Find the lines below in which the string "Delay" occurs. Copy each one.

EXERCISE DATA »
>>>

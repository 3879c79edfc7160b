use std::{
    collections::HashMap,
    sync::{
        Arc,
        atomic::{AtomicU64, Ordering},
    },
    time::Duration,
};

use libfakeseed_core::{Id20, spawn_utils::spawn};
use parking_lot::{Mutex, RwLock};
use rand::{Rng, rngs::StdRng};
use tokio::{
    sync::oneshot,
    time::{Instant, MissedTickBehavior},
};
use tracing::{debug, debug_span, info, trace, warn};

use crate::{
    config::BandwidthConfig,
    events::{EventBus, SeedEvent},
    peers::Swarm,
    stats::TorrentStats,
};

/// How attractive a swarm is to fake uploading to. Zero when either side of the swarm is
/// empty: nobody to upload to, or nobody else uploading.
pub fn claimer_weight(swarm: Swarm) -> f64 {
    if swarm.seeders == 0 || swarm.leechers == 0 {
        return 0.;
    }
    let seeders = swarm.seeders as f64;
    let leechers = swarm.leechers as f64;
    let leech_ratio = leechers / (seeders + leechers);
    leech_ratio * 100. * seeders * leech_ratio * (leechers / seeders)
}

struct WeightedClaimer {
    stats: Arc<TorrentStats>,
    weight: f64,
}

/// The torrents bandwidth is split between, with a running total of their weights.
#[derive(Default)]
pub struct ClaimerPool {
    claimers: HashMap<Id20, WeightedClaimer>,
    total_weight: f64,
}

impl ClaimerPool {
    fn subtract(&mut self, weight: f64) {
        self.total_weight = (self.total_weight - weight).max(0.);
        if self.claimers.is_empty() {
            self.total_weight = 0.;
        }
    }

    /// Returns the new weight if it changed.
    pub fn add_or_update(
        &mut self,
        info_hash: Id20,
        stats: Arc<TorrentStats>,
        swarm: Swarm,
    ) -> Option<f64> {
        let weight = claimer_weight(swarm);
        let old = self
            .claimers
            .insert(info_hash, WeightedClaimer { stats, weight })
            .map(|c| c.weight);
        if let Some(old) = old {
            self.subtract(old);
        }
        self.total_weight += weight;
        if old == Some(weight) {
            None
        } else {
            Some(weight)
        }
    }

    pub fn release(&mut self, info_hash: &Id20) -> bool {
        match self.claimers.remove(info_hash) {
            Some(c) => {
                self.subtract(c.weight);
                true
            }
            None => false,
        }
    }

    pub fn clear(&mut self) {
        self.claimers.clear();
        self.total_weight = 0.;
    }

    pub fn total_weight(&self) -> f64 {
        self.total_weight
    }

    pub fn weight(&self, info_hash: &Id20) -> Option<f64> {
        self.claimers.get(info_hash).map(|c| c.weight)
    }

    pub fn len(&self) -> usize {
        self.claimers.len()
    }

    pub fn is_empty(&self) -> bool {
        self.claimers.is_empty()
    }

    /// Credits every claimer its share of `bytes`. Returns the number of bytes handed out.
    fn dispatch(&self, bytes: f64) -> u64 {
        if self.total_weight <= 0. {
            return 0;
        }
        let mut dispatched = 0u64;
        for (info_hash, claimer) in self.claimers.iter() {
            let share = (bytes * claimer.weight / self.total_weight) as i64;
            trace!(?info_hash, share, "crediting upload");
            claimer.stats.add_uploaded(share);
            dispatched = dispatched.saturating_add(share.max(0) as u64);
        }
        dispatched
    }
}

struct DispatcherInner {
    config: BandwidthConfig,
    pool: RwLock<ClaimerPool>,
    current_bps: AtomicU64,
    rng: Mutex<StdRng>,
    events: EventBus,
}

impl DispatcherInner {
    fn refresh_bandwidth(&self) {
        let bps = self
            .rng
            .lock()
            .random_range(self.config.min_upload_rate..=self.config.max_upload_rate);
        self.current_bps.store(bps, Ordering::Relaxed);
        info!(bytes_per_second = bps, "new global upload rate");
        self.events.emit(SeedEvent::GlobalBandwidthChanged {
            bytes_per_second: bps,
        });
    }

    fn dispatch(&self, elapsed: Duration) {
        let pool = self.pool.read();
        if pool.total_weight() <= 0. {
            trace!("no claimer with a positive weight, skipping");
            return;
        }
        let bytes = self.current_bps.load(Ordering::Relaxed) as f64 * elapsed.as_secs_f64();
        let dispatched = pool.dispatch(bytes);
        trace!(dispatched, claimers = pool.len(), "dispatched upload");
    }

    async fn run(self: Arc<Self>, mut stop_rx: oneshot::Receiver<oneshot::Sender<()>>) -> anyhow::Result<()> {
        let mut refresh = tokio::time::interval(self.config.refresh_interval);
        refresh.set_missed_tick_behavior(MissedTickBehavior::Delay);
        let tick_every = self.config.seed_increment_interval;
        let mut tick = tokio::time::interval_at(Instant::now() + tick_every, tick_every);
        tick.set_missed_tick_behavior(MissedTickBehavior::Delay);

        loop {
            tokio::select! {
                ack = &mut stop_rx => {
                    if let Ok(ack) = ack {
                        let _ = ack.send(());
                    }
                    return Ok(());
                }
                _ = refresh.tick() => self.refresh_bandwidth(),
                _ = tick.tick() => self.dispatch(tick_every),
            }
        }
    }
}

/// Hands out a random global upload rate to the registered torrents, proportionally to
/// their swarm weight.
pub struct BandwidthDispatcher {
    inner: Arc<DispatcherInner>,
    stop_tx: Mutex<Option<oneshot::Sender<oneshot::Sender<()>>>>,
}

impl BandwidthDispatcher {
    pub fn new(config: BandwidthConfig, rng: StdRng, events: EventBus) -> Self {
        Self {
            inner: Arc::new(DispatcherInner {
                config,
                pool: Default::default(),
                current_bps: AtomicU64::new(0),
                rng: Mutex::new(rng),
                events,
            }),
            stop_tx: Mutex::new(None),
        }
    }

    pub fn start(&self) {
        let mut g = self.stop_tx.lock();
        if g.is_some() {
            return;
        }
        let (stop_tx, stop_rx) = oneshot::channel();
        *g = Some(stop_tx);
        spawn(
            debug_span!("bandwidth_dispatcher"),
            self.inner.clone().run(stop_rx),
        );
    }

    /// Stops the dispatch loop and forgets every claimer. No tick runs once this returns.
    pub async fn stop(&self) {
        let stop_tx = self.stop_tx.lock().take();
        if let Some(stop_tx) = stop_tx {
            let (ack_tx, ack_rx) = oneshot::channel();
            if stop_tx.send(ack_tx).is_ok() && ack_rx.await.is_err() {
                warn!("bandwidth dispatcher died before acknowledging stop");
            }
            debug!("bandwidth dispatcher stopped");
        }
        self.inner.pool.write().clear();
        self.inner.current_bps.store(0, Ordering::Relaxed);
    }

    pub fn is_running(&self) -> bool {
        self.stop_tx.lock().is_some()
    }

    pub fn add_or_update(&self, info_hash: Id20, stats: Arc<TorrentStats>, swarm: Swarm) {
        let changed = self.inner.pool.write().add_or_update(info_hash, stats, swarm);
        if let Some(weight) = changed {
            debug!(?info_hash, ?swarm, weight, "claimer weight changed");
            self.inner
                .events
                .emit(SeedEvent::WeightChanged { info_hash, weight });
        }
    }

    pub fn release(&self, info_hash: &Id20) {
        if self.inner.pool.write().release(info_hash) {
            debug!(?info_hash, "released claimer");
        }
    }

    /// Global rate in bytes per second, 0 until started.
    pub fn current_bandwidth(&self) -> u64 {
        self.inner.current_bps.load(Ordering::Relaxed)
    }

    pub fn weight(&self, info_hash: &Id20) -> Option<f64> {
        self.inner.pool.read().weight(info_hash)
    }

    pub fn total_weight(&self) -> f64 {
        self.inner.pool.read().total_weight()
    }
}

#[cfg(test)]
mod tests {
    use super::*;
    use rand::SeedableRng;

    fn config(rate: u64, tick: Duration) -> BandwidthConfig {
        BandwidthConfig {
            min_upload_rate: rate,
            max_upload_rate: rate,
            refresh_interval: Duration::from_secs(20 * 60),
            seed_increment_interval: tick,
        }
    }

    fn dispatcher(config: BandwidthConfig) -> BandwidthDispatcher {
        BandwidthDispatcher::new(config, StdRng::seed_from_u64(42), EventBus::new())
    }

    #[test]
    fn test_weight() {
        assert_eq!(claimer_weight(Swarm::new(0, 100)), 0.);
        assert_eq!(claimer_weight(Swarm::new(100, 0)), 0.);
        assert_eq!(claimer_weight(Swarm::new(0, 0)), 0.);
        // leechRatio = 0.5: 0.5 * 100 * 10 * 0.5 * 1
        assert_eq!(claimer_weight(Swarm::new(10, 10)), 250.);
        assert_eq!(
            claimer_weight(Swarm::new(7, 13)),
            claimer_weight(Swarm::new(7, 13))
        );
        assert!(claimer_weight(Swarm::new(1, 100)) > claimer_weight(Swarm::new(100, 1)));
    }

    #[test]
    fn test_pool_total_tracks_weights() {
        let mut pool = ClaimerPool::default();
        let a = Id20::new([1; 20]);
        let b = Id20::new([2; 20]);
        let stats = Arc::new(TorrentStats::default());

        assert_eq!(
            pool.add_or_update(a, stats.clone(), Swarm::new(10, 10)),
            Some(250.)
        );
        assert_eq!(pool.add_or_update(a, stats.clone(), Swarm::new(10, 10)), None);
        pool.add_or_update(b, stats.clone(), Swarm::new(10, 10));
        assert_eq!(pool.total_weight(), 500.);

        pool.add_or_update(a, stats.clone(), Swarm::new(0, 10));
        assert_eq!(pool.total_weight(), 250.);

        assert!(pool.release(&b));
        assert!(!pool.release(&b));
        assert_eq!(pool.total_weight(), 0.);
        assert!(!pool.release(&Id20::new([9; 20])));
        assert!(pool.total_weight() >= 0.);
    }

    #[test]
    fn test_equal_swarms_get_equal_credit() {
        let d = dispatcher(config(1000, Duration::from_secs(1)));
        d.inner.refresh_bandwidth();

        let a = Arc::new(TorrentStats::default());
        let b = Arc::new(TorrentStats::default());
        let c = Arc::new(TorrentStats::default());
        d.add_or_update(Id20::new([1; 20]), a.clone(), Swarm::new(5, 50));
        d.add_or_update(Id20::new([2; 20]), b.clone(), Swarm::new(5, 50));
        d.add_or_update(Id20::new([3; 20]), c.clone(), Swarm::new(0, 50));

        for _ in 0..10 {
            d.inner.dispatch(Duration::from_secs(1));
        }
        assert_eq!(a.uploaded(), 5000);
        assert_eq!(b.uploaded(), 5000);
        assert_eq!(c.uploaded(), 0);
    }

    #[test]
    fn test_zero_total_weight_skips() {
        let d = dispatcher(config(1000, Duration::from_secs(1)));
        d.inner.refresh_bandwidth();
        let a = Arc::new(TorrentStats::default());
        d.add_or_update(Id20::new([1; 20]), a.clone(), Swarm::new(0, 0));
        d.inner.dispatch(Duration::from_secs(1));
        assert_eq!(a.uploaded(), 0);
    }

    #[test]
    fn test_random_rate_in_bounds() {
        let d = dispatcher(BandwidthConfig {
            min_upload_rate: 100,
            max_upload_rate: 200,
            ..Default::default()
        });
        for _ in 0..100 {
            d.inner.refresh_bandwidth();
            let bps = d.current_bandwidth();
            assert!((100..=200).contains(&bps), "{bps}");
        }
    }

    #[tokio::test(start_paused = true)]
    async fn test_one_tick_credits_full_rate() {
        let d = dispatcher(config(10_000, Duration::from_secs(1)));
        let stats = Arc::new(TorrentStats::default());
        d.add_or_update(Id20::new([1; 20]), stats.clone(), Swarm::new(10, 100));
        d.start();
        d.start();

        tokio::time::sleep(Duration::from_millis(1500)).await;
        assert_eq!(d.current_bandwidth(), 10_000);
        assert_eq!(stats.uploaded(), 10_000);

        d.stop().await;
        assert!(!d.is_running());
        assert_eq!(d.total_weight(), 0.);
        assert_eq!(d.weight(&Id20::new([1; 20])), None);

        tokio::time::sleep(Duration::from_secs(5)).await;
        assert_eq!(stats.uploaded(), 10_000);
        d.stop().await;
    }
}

<<<

RESPONSE BOX »
        refresh.set_missed_tick_behavior(MissedTickBehavior::Delay);
        tick.set_missed_tick_behavior(MissedTickBehavior::Delay);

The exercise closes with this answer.